En effet il fait appel à un zigzag dans l’espace-temps.
S’il prend le risque de créer ce nouveau concept, c’est pour éviter de considérer qu’un objet unique peut être à la fois présent en deux endroits, d’éloignement arbitrairement grand ; de telle sorte qu’il n y ait pas nécessité de transmission d’information d’un de ces endroits à l’autre (position défendue par Bernard d’Espagnat). Cette position de Bernard d’Espagnat, le plus souvent retenue sous le terme de non-localité, est une sorte de passe-passe verbal qui revient à admettre une forme de bilocation naturelle, physique (non miraculeuse comme lorsqu’on utilise ce terme à propos du Padre Pio).

Ce zig-zag dans l’espace temps implique d’admettre l’existence d’une forme de causalité s’exerçant à contre courant de l’écoulement du temps. Elle a été reprise par les auteurs anglophones sous le vocable de « backward causation ». Ce terme a l’inconvénient de comporter une certaine ambiguité qui pourrait le confondre avec la boucle de rétro-action décrite en cybernétique : cette dernière n’utilise que la causalité triviale du point de vue du déroulement chonologique.

Le concept de causalité rétrograde pourrait aussi se nommer anti-chronique, en ce sens que le flux causal y est conçu comme s’exerçant en direction du passé, à la différence de la causalité standard, normo-chronique (qui postule une identité entre antériorité épistémique de la cause et antériorité chronologique).

Pour en savoir plus, visitez le site de la Société Olivier Costa de Beauregard.

OCB au congrès de la Society for Scientific Exploration, 2003


D’Einstein à la télépathie

Interview d’Olivier Costa de Beauregard
par Solange Collery
Une carrière modèle au sein du CNRS, couronnée par une intégration dans la communauté internationale des savants et une notoriété mondiale enviable : c’est dire si Olivier Costa de Beauregard, ex-directeur de recherches en physique théorique, tient sa place dans le monde de la science française. N’est-il pas en train d’élaborer une interprétation théorique d’une énigme non résolue par Einstein qui, si elle était prise en compte, donnerait un label de reconnaissance aux phénomènes parapsychologiques ?

Solange Collery. – On parle beaucoup de vous en ce moment. On vous a même décerné le titre injurieux de « roi des mages ». Pourquoi ?

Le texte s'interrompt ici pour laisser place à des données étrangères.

impl<R: AsyncRead + Unpin> ReplyReader<R> {
    pub fn new(inner: R, addr: impl Into<String>) -> Self {
        Self {
            inner,
            buffer: BytesMut::with_capacity(INITIAL_BUFFER_SIZE),
            parser: RespParser::new(),
            addr: addr.into(),
        }
    }

    pub fn addr(&self) -> &str {
        &self.addr
    }

    /// Bytes received but not consumed yet.
    pub fn buffered(&self) -> usize {
        self.buffer.len()
    }

    /// Reads one RESP value and returns it with its encoded size.
    ///
    /// Error replies are returned as [`RespValue::Error`], not as `Err`.
    pub async fn read_value(&mut self) -> Result<(RespValue, usize), ConnectionError> {
        loop {
            if !self.buffer.is_empty() {
                if let Some((value, consumed)) = self.parser.parse(&self.buffer)? {
                    self.buffer.advance(consumed);
                    trace!(
                        addr = %self.addr,
                        consumed = consumed,
                        remaining = self.buffer.len(),
                        "Parsed reply"
                    );
                    return Ok((value, consumed));
                }
            }
            self.fill().await?;
        }
    }

    pub async fn read_reply(&mut self) -> Result<RespValue, ConnectionError> {
        Ok(self.read_value().await?.0)
    }

    pub async fn read_byte(&mut self) -> Result<u8, ConnectionError> {
        if self.buffer.is_empty() {
            self.fill().await?;
        }
        Ok(self.buffer.get_u8())
    }

    /// Reads up to and including `\n`, returning the line without `\r\n`.
    /// Lines longer than [`MAX_LINE_LENGTH`] are a protocol error.
    pub async fn read_line(&mut self) -> Result<String, ConnectionError> {
        let mut scanned = 0;
        loop {
            if let Some(pos) = self.buffer[scanned..].iter().position(|&b| b == b'\n') {
                if scanned + pos > MAX_LINE_LENGTH + 1 {
                    return Err(line_too_long().into());
                }
                let line = self.buffer.split_to(scanned + pos + 1);
                let text = String::from_utf8_lossy(&line);
                return Ok(text.trim_end_matches(['\r', '\n']).to_string());
            }
            if self.buffer.len() > MAX_LINE_LENGTH + 1 {
                return Err(line_too_long().into());
            }
            scanned = self.buffer.len();
            self.fill().await?;
        }
    }

    /// Copies exactly `len` raw bytes to `out`, calling `progress` with the
    /// running total after every write.
    pub async fn copy_exact<W, F>(
        &mut self,
        len: u64,
        out: &mut W,
        mut progress: F,
    ) -> Result<(), ConnectionError>
    where
        W: AsyncWrite + Unpin,
        F: FnMut(u64),
    {
        let mut copied = 0u64;
        while copied < len {
            if self.buffer.is_empty() {
                self.fill().await?;
            }
            let take = (len - copied).min(self.buffer.len() as u64) as usize;
            out.write_all(&self.buffer[..take]).await?;
            self.buffer.advance(take);
            copied += take as u64;
            progress(copied);
        }
        out.flush().await?;
        Ok(())
    }

    /// Moves whatever is available into `out`: buffered bytes first, then a
    /// single socket read. Returns 0 at end of stream.
    pub async fn read_chunk(&mut self, out: &mut BytesMut) -> Result<usize, ConnectionError> {
        if !self.buffer.is_empty() {
            let n = self.buffer.len();
            out.extend_from_slice(&self.buffer);
            self.buffer.clear();
            return Ok(n);
        }
        out.reserve(READ_RESERVE);
        Ok(self.inner.read_buf(out).await?)
    }

    /// Reads more data from the stream into the buffer.
    async fn fill(&mut self) -> Result<usize, ConnectionError> {
        if self.buffer.capacity() - self.buffer.len() < READ_RESERVE / 4 {
            self.buffer.reserve(READ_RESERVE);
        }
        let n = self.inner.read_buf(&mut self.buffer).await?;
        if n == 0 {
            return Err(if self.buffer.is_empty() {
                ConnectionError::Closed
            } else {
                ConnectionError::UnexpectedEof
            });
        }
        trace!(addr = %self.addr, bytes = n, "Read data");
        Ok(n)
    }
}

Olivier Costa de Beauregard. – Parce que je propose une interprétation théorique du paradoxe EPR qui n’est pas du goût de certains physiciens français. Ce débat, réactualisé par la présente expérience d’Orsay, est âprement discuté dans la physique mondiale. II n’y a pas deux théoriciens pour proposer la même interprétation de ce redoutable paradoxe.

S. Collery. – Qu’est-ce que le paradoxe EPR et l’expérience d’Orsay ?

O. Costa de Beauregard. – Le paradoxe EPR est le paradoxe d’Einstein, Podolsky et Rosen. Je vais essayer de l’expliquer en utilisant des images et en vous rappelant toutefois que « comparaison n’est pas raison »…

Supposez que vous agitiez deux dés dans un cornet et que vous les lanciez sur la table. La surprise avec le phénomène EPR est qu’à chaque expérience, vous obtenez la même face sur chacun des dés. Si l’un montre le 6, l’autre montre le 6. Et si l’un montre le 5, l’autre montre le 5.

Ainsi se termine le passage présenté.